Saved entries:
--- START ---

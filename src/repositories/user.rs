//! UserRepository - Repository per la gestione degli utenti

use super::{Create, Read, Repository};
use crate::dtos::{CreateUserDTO, UpdateModelPreferencesInput};
use crate::entities::User;
use sqlx::{Error, PgPool};
use tracing::{debug, instrument};

const USER_COLUMNS: &str =
    "id, email, name, password_hash, default_model, favorite_models, created_at, updated_at";

pub struct UserRepository {
    connection_pool: PgPool,
}

impl UserRepository {
    pub fn new(connection_pool: PgPool) -> UserRepository {
        Self { connection_pool }
    }

    /// L'email è univoca (vincolo UNIQUE), il confronto è case-insensitive
    #[instrument(skip(self))]
    pub async fn find_by_email(&self, email: &str) -> Result<Option<User>, Error> {
        let query = format!("SELECT {USER_COLUMNS} FROM users WHERE lower(email) = lower($1)");
        let user = sqlx::query_as::<_, User>(&query)
            .bind(email)
            .fetch_optional(&self.connection_pool)
            .await?;

        Ok(user)
    }

    /// Applica le preferenze in un'unica UPDATE:
    /// - `default_model` cambia solo se presente
    /// - `toggle_favorite` aggiunge o rimuove il modello da `favorite_models`
    #[instrument(skip(self, data), fields(user_id = %user_id))]
    pub async fn update_model_preferences(
        &self,
        user_id: &i32,
        data: &UpdateModelPreferencesInput,
    ) -> Result<User, Error> {
        debug!("Updating model preferences");
        let query = format!(
            r#"
            UPDATE users SET
                default_model = COALESCE($2, default_model),
                favorite_models = CASE
                    WHEN $3::text IS NULL THEN favorite_models
                    WHEN $3 = ANY(favorite_models) THEN array_remove(favorite_models, $3)
                    ELSE array_append(favorite_models, $3)
                END,
                updated_at = NOW()
            WHERE id = $1
            RETURNING {USER_COLUMNS}
            "#
        );
        sqlx::query_as::<_, User>(&query)
            .bind(user_id)
            .bind(&data.default_model)
            .bind(&data.toggle_favorite)
            .fetch_one(&self.connection_pool)
            .await
    }

    #[instrument(skip(self), fields(user_id = %user_id))]
    pub async fn update_name(&self, user_id: &i32, name: &str) -> Result<User, Error> {
        let query = format!(
            "UPDATE users SET name = $2, updated_at = NOW() WHERE id = $1 RETURNING {USER_COLUMNS}"
        );
        sqlx::query_as::<_, User>(&query)
            .bind(user_id)
            .bind(name)
            .fetch_one(&self.connection_pool)
            .await
    }
}

impl Repository for UserRepository {
    type Entity = User;
    type Id = i32;
}

impl Create<CreateUserDTO> for UserRepository {
    /// `data.password` deve già contenere l'hash bcrypt
    #[instrument(skip(self, data), fields(email = %data.email))]
    async fn create(&self, data: &CreateUserDTO) -> Result<User, Error> {
        let query = format!(
            "INSERT INTO users (email, name, password_hash) VALUES ($1, $2, $3) RETURNING {USER_COLUMNS}"
        );
        sqlx::query_as::<_, User>(&query)
            .bind(&data.email)
            .bind(&data.name)
            .bind(&data.password)
            .fetch_one(&self.connection_pool)
            .await
    }
}

impl Read for UserRepository {
    #[instrument(skip(self))]
    async fn read(&self, id: &i32) -> Result<Option<User>, Error> {
        let query = format!("SELECT {USER_COLUMNS} FROM users WHERE id = $1");
        sqlx::query_as::<_, User>(&query)
            .bind(id)
            .fetch_optional(&self.connection_pool)
            .await
    }
}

--- END ---

*TASK ITEM:* Only the lines above starting with the one with "ELSE array_append(favorite_models, $3)" and going through the one with "#[instrument(skip(self), fields(user_id = %user_id))]" are to be copied, word for word and with both ends kept.

*TASK RESULT:*
                    ELSE array_append(favorite_models, $3)
                END,
                updated_at = NOW()
            WHERE id = $1
            RETURNING {USER_COLUMNS}
            "#
        );
        sqlx::query_as::<_, User>(&query)
            .bind(user_id)
            .bind(&data.default_model)
            .bind(&data.toggle_favorite)
            .fetch_one(&self.connection_pool)
            .await
    }

    #[instrument(skip(self), fields(user_id = %user_id))]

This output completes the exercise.